While most traditional banks provide services through mobile banking, it is the challenger banks that are growing in the space.

The number of active users for fintech apps grew by 20% in 2019, compared to a growth of 15% in traditional bank and financial services, according to data compiled by App Annie.

Using apps to keep track of finances is also growing, with finance apps accessed over 1 trillion times, the data company found in its State of Mobile 2020 report.

The data should not come as too much of a surprise, with both Google and Apple offering financial services. Google is working to offer checking accounts as soon as this year, while Apple offers a credit card.

Fintech Dominates Breakout Finance Apps

Fintech companies also dominated the breakout finance apps of 2019, with Postbank BestSign growing over 9,300% in downloads year-over-year in Germany. Tez in India recorded 36 million new downloads, a 50% growth from last year. In the U.S., Cash App and Zelle were among the top breakout apps, while fintech company Monzo dominated the UK’s finance apps of 2019.

“While banking apps tend to have higher existing user bases, this illustrates fintech’s disruption — enabled and accelerated by mobile — of traditional banking services,” the report stated.

Wallet apps by fintech companies are among the most popular, with users engaging 52 times per year more than wallet apps by traditional banks. This figure represents “millions of potential transactions each year flowing through fintech companies instead of banks,” the report said.

User engagement was driven in China, with the country accounting for nearly half of the total number of sessions. Cryptocurrency wallet apps such as upBit, Binance and Bithumb helped drive that growth, the report stated.

Traditional Banks Face Disruption Challenge

The report highlights the demand for financial apps, as mobile users turn to their phones to manage their daily lives. Still, it also highlights the challenge that traditional banks face as companies like WeChat and AliPay in China and LINE in Japan create all-in-one apps, a move that Amazon, Google and Apple are also trying to follow.
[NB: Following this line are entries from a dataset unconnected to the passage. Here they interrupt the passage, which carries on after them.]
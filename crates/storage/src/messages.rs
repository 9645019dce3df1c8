// SPDX-License-Identifier: MIT

//! Idempotency ledger for bus messages, keyed on [`procrun_core::Message::uuid`].
//!
//! Mirrors [`crate::processed_files::ProcessedFilesRepo`] on the consumer
//! side: the consumer checks [`MessagesRepo::exists`], [`MessagesRepo::add`]s
//! the claim row (carrying the message's definition, so it survives even if
//! the run itself never starts), runs the process, then calls
//! [`MessagesRepo::mark_completed`] — all inside the one transaction that
//! also owns the run's own bookkeeping, so re-delivery of a message already
//! committed is a no-op rather than a duplicate run.

use crate::tx::Tx;
use crate::StorageError;
use procrun_core::ProcessDefinition;
use uuid::Uuid;

pub struct MessagesRepo;

impl MessagesRepo {
    pub async fn exists(tx: &mut Tx, uuid: Uuid) -> Result<bool, StorageError> {
        let row: Option<(i64,)> =
            sqlx::query_as("SELECT 1 FROM consumed_messages WHERE uuid = $1")
                .bind(uuid)
                .fetch_optional(tx.conn())
                .await?;
        Ok(row.is_some())
    }

    pub async fn add(
        tx: &mut Tx,
        uuid: Uuid,
        definition: &ProcessDefinition,
    ) -> Result<(), StorageError> {
        let definition = serde_json::to_value(definition)?;
        sqlx::query(
            "INSERT INTO consumed_messages (uuid, definition, completed_at)
             VALUES ($1, $2, NULL)
             ON CONFLICT (uuid) DO NOTHING",
        )
        .bind(uuid)
        .bind(&definition)
        .execute(tx.conn())
        .await?;
        Ok(())
    }

    pub async fn mark_completed(tx: &mut Tx, uuid: Uuid) -> Result<(), StorageError> {
        sqlx::query("UPDATE consumed_messages SET completed_at = now() WHERE uuid = $1")
            .bind(uuid)
            .execute(tx.conn())
            .await?;
        Ok(())
    }
}

#[cfg(test)]
mod tests {
    // SQL-only module; needs a live Postgres instance to verify. The
    // claim-then-execute-then-complete ordering it backs is exercised by
    // `procrun_engine`'s driver tests against an in-memory observer.
}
“The key to mobile is ease, accessibility and simplicity. Features like face or finger recognition streamline the user journey. This underscores why companies can’t port over an existing experience to mobile. Mobile requires deliberate planning to meet consumers’ expectations,” the App Annie report said.

Consumer App Spending Also on the Rise

Spending on applications grew in 2019, App Annie found, with $120 billion spent on apps, subscriptions and other in-app purchases. In total a record 204 billion apps were downloaded in 2019, up 6% from the prior year and rising 45% since 2016.

Games account for 72% of consumer spending on apps, but there is a shift in subscriptions, the report noted. Subscriptions in non-gaming apps account for 28% of spending, compared to just 18% in 2016.

“Publishers are taking advantage of the expanded monetization opportunities from in-app subscriptions. On Google Play, 79% of the top 250 apps by spend in the US monetized through in-app subscriptions in 2019. On iOS, this was higher at 94%,” the report said.